Todd Benjamin Heap (born March 16, 1980) is an American former professional football player who was a tight end for 12 seasons in the National Football League (NFL).

After playing college football for Arizona State University, he was drafted by the Baltimore Ravens in the first round of the 2001 NFL Draft. Heap played ten years for the Ravens, becoming the franchise's all-time leader in touchdown catches and second all-time in receptions and yards. He was released in 2011 and played two years for the Arizona Cardinals.

Early years
A 1998 graduate of Mountain View High School in Mesa, Arizona, Todd lettered three years in football, three years in basketball and two years in baseball. Todd helped Mountain View win back-to-back football state championships in 1996 and 1997, going undefeated both years. He also helped both the basketball and baseball teams win a State Championship his senior year. During his high school years, Todd won many football related awards, including Arizona All-Star honors, All-Arizona, Super All-State, Arizona 5A Player of the Year, Ed Doherty Player of the Year, All-East Valley Two-Way Player of the Year as a senior and a SuperPrep All-American. Todd broke several school records, including most career receiving yards (1,377), most career receptions (87), most career touchdown receptions, and most touchdown catches in one game (3). In the state championship game against Tucson Amphitheater, he caught one touchdown pass, scored a two-point conversion and threw a 26-yard touchdown pass.

College career
Heap played college football at Arizona State University, majoring in pre-business. His 115 receptions broke the school record for tight ends, previously held by Ken Dyer.

 1999: 55 catches for 832 yards with three touchdowns
 2000: 45 catches for 617 yards with three touchdowns

Professional career

Baltimore Ravens
The Baltimore Ravens selected Heap in the first round (31st overall) of the 2001 NFL Draft. Through the end of the 2009 NFL season he played 120 total career games, starting 115.

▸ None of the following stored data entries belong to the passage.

//! Sprig demo
//!
//! Bounces colored quads, textured quads and diamond shapes around a fixed
//! 1280×768 window.
//!
//! ## Usage
//!
//! ```bash
//! cargo run -p sprig-demo -- [OPTIONS]
//! ```
//!
//! ## Options
//!
//! - `--quads <N>`: Number of untextured quads (default: 200)
//! - `--shapes <N>`: Number of diamonds and textured quads (default: 40)
//! - `--seed <N>`: Seed for initial positions and velocities (default: 42)
//! - `--shader-dir <DIR>`: Load compiled shaders from DIR instead of the built-in ones
//! - `--log-file <PATH>`: Write logs to a file instead of stdout
//! - `-h, --help`: Print help message
//!
//! `Space` pauses and resumes the simulation.
//!
//! ## Environment Variables
//!
//! - `RUST_LOG`: Set log level (e.g., info, debug, trace)

mod app;

use sprig_app::{run_app, AppConfig, Color};

use crate::app::Demo;

const WIDTH: u32 = 1280;
const HEIGHT: u32 = 768;
const TARGET_FPS: u32 = 120;

fn main() -> anyhow::Result<()> {
    let args: Vec<String> = std::env::args().collect();
    if args.iter().any(|arg| arg == "-h" || arg == "--help") {
        print_help();
        return Ok(());
    }

    let mut config = AppConfig::new("Sprig Demo")
        .with_size(WIDTH, HEIGHT)
        .with_target_fps(TARGET_FPS)
        .with_clear_color(Color::rgb(0.08, 0.09, 0.12));

    if let Some(dir) = flag_value(&args, "--shader-dir") {
        config = config.with_shader_dir(dir);
    }
    if let Some(path) = flag_value(&args, "--log-file") {
        config = config.with_log_file(path);
    }

    run_app::<Demo>(config)
}

/// Value following `flag`, if any.
pub fn flag_value<'a>(args: &'a [String], flag: &str) -> Option<&'a str> {
    args.iter()
        .position(|arg| arg == flag)
        .and_then(|i| args.get(i + 1))
        .map(String::as_str)
}

fn print_help() {
    eprintln!(
        "Sprig demo

USAGE:
    cargo run -p sprig-demo -- [OPTIONS]

OPTIONS:
    --quads <N>             Number of untextured quads (default: 200)
    --shapes <N>            Number of diamonds and textured quads (default: 40)
    --seed <N>              Seed for initial positions and velocities (default: 42)
    --shader-dir <DIR>      Load compiled shaders from DIR
    --log-file <PATH>       Write logs to a file instead of stdout
    -h, --help              Print this help message

KEYS:
    Space                   Pause / resume

ENVIRONMENT VARIABLES:
    RUST_LOG                Set log level (e.g., info, debug, trace)"
    );
}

Heap recorded 16 receptions for 206 yards and one touchdown in his rookie season, playing behind eight-time Pro-Bowler Shannon Sharpe. He became the starting tight end for the Ravens in 2002 after Sharpe left in free agency. The Ravens were 7-9 in Heap's second season. He caught 68 passes for 836 yards and six touchdowns and was voted to his first Pro Bowl. The following season in 2003, Heap garnered 57 receptions for 693 yards and three touchdowns, despite the Ravens having a run-first offense, behind the record breaking 2,066-yard rushing season of Jamal Lewis. Heap was again voted to the Pro Bowl as the Ravens won the AFC North division for the first time. Heap had six receptions for 80 yards and a touchdown in a 20-17 playoff loss to the Tennessee Titans. 

Heap was injured in the second week of the 2004 season, in a game against the Pittsburgh Steelers. He returned in Week 13, but missed the final game of the season. He finished the season with 303 yards and three touchdowns in six games. He returned healthy and ready to play in the 2005 season. The Ravens team suffered numerous injuries to their starters, and ended the season 6-10. Heap caught 75 passes for 855 yards and seven touchdowns.

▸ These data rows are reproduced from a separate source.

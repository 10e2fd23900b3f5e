//! Vulkan layer of the Sprig 2D renderer.
//!
//! This crate provides:
//! - Instance, debug messenger and presentation surface setup
//! - Adapter probing and first-fit selection
//! - Device, swapchain, render pass and frame synchronization
//! - Memory allocation via gpu-allocator, one-shot transfers and layout transitions
//! - Named descriptor groups with persistently mapped uniform buffers
//! - Named pipeline templates, layouts and pipelines

pub mod capabilities;
pub mod command;
pub mod context;
pub mod descriptors;
pub mod diagnostics;
pub mod error;
pub mod instance;
pub mod memory;
pub mod pipeline;
pub mod render_pass;
pub mod surface;
pub mod swapchain;
pub mod sync;
pub mod transfer;

pub use capabilities::{
    select_adapter, AdapterChoice, AdapterInfo, AdapterRequirements, GpuVendor, Rejection,
};
pub use command::CommandPool;
pub use context::{DeviceContext, GpuContext, GpuContextBuilder};
pub use descriptors::{BindingKind, BindingSpec, DescriptorGroupId, DescriptorRegistry};
pub use diagnostics::Diagnostics;
pub use error::{GpuError, Result};
pub use instance::InstanceContext;
pub use memory::{GpuAllocator, GpuBuffer, GpuImage};
pub use pipeline::{PipelineId, PipelineLayoutId, PipelineRegistry, PipelineTemplate};
pub use render_pass::RenderPass;
pub use surface::{SurfaceContext, SurfaceSupport};
pub use swapchain::{Swapchain, SwapchainPlan};
pub use sync::FrameSync;
pub use transfer::LayoutTransition;
pub use gpu_allocator::MemoryLocation;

In 2006 he would begin catching passes from former rival, former Pro Bowl quarterback Steve McNair. It would also prove to be the Ravens best regular season, as they won the AFC North for the second time in franchise history with a record of 13-3. Heap caught 73 passes for 765 yards and six touchdowns. Heap missed 10 games in the 2007 season due to injury, and caught only 23 passes, amassing 239 yards and one touchdown. In 2008, he collected 35 receptions for 403 yards and three touchdowns. The Ravens advanced to the AFC Championship Game for the first time since the 2000 season, but would lose to the Steelers.

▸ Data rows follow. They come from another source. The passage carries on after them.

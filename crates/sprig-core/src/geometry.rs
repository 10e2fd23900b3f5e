//! Plain-text geometry files.
//!
//! A geometry asset is a pair of files. The vertex file holds one vertex per
//! line, either `x y` or `x y u v`. The index file holds whitespace-separated
//! `u32` indices forming a triangle list. Blank lines and lines starting with
//! `#` are ignored.

use crate::error::{Error, Result};
use bytemuck::{Pod, Zeroable};
use serde::{Deserialize, Serialize};
use std::path::Path;

/// Vertex as consumed by the shape pipelines.
#[derive(Clone, Copy, Debug, Default, PartialEq, Pod, Zeroable, Serialize, Deserialize)]
#[repr(C)]
pub struct Vertex {
    /// Model-space position in `[-1, 1]`
    pub position: [f32; 2],
    /// Texture coordinates
    pub uv: [f32; 2],
}

impl Vertex {
    #[inline]
    pub const fn new(position: [f32; 2], uv: [f32; 2]) -> Self {
        Self { position, uv }
    }
}

/// CPU-side geometry ready for upload.
#[derive(Clone, Debug, Default, PartialEq)]
pub struct GeometryData {
    pub vertices: Vec<Vertex>,
    pub indices: Vec<u32>,
}

impl GeometryData {
    /// Build geometry from parts, validating the index list.
    pub fn new(vertices: Vec<Vertex>, indices: Vec<u32>) -> Result<Self> {
        if vertices.is_empty() {
            return Err(Error::InvalidData("geometry has no vertices".to_string()));
        }
        if indices.is_empty() || indices.len() % 3 != 0 {
            return Err(Error::InvalidData(format!(
                "index count {} is not a non-zero multiple of 3",
                indices.len()
            )));
        }
        if let Some(&bad) = indices.iter().find(|&&i| i as usize >= vertices.len()) {
            return Err(Error::InvalidData(format!(
                "index {bad} out of range for {} vertices",
                vertices.len()
            )));
        }
        Ok(Self { vertices, indices })
    }

    /// Load a vertex file and an index file.
    pub fn load(vertex_path: impl AsRef<Path>, index_path: impl AsRef<Path>) -> Result<Self> {
        let vertex_path = vertex_path.as_ref();
        let index_path = index_path.as_ref();

        let vertex_src = read_text(vertex_path)?;
        let index_src = read_text(index_path)?;

        let vertices = parse_vertices(&vertex_src, &vertex_path.display().to_string())?;
        let indices = parse_indices(&index_src, &index_path.display().to_string())?;

        Self::new(vertices, indices)
    }

    /// Axis-aligned quad spanning `[-1, 1]` with counter-clockwise triangles.
    pub fn unit_quad() -> Self {
        Self {
            vertices: vec![
                Vertex::new([-1.0, -1.0], [0.0, 0.0]),
                Vertex::new([-1.0, 1.0], [0.0, 1.0]),
                Vertex::new([1.0, 1.0], [1.0, 1.0]),
                Vertex::new([1.0, -1.0], [1.0, 0.0]),
            ],
            indices: vec![0, 1, 2, 0, 2, 3],
        }
    }

    /// Number of indices, as passed to an indexed draw.
    #[inline]
    pub fn index_count(&self) -> u32 {
        self.indices.len() as u32
    }

    /// Vertex data as bytes.
    #[inline]
    pub fn vertex_bytes(&self) -> &[u8] {
        bytemuck::cast_slice(&self.vertices)
    }

    /// Index data as bytes.
    #[inline]
    pub fn index_bytes(&self) -> &[u8] {
        bytemuck::cast_slice(&self.indices)
    }
}

fn read_text(path: &Path) -> Result<String> {
    std::fs::read_to_string(path).map_err(|source| Error::FileOpen {
        path: path.to_path_buf(),
        source,
    })
}

fn records(src: &str) -> impl Iterator<Item = (usize, &str)> {
    src.lines()
        .enumerate()
        .map(|(i, line)| (i + 1, line.trim()))
        .filter(|(_, line)| !line.is_empty() && !line.starts_with('#'))
}

/// Parse the contents of a vertex file.
pub fn parse_vertices(src: &str, origin: &str) -> Result<Vec<Vertex>> {
    let mut vertices = Vec::new();
    let mut arity = None;

    for (line_no, line) in records(src) {
        let values = line
            .split_whitespace()
            .map(|token| {
                token
                    .parse::<f32>()
                    .map_err(|e| Error::parse(origin, line_no, format!("`{token}`: {e}")))
            })
            .collect::<Result<Vec<f32>>>()?;

        let expected = *arity.get_or_insert(values.len());
        if expected != values.len() {
            return Err(Error::parse(
                origin,
                line_no,
                format!("expected {expected} values, found {}", values.len()),
            ));
        }

        let vertex = match values.as_slice() {
            &[x, y] => Vertex::new([x, y], [0.0, 0.0]),
            &[x, y, u, v] => Vertex::new([x, y], [u, v]),
            other => {
                return Err(Error::parse(
                    origin,
                    line_no,
                    format!("a vertex has 2 or 4 values, found {}", other.len()),
                ));
            }
        };
        vertices.push(vertex);
    }

    Ok(vertices)
}

/// Parse the contents of an index file.
pub fn parse_indices(src: &str, origin: &str) -> Result<Vec<u32>> {
    let mut indices = Vec::new();
    for (line_no, line) in records(src) {
        for token in line.split_whitespace() {
            let index = token
                .parse::<u32>()
                .map_err(|e| Error::parse(origin, line_no, format!("`{token}`: {e}")))?;
            indices.push(index);
        }
    }
    Ok(indices)
}

#[cfg(test)]
mod tests {
    use super::*;
    use std::path::PathBuf;

    fn fixture(name: &str) -> PathBuf {
        PathBuf::from(env!("CARGO_MANIFEST_DIR"))
            .join("tests")
            .join("fixtures")
            .join(name)
    }

    #[test]
    fn quad_fixture_loads() {
        let geometry = GeometryData::load(fixture("quad.vertex"), fixture("quad.index")).unwrap();
        assert_eq!(geometry.index_count(), 6);
        assert_eq!(geometry.vertices.len(), 4);
        assert_eq!(
            geometry.vertex_bytes().len(),
            4 * std::mem::size_of::<Vertex>()
        );
        assert_eq!(geometry.index_bytes().len(), 6 * 4);
    }

    #[test]
    fn fixture_matches_builtin_quad() {
        let geometry = GeometryData::load(fixture("quad.vertex"), fixture("quad.index")).unwrap();
        assert_eq!(geometry, GeometryData::unit_quad());
    }

    #[test]
    fn position_only_vertices() {
        let vertices = parse_vertices("0 1\n# comment\n\n2.5 -3\n", "mem").unwrap();
        assert_eq!(
            vertices,
            vec![
                Vertex::new([0.0, 1.0], [0.0, 0.0]),
                Vertex::new([2.5, -3.0], [0.0, 0.0]),
            ]
        );
    }

    #[test]
    fn mixed_arity_is_rejected() {
        let err = parse_vertices("0 0 0 0\n1 1\n", "mixed.vertex").unwrap_err();
        match err {
            Error::Parse { line, origin, .. } => {
                assert_eq!(line, 2);
                assert_eq!(origin, "mixed.vertex");
            }
            other => panic!("unexpected error: {other}"),
        }
    }

    #[test]
    fn three_values_is_rejected() {
        assert!(parse_vertices("1 2 3\n", "mem").is_err());
    }

    #[test]
    fn bad_index_token() {
        let err = parse_indices("0 1 2\n0 x 3\n", "bad.index").unwrap_err();
        assert!(err.to_string().starts_with("bad.index:2:"));
    }

    #[test]
    fn indices_out_of_range() {
        let vertices = vec![Vertex::default(); 3];
        assert!(GeometryData::new(vertices.clone(), vec![0, 1, 2]).is_ok());
        assert!(GeometryData::new(vertices.clone(), vec![0, 1, 3]).is_err());
        assert!(GeometryData::new(vertices, vec![0, 1]).is_err());
    }

    #[test]
    fn missing_file_is_reported() {
        let err = GeometryData::load(fixture("missing.vertex"), fixture("quad.index")).unwrap_err();
        assert!(matches!(err, Error::FileOpen { .. }));
    }
}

Heap played through numerous injuries in the 2009 season, yet had 53 receptions for 593 yards and six touchdowns, and twice scored two touchdowns in a single game. The Ravens finished 9–7, losing in the second round of the playoffs to the Indianapolis Colts. He built on his success from the previous year in 2010, going on to have one of the best seasons of his career. In 12 games, he notched 37 receptions for 546 yards, and five touchdowns, one being a career long 65-yard touchdown. In a Week 13 match-up with the Steelers, he suffered a pulled hamstring on the first offensive snap for Baltimore, taking him out of the game. As a precaution, he missed the next three weeks, not wanting to re-aggravate or worsen the injury.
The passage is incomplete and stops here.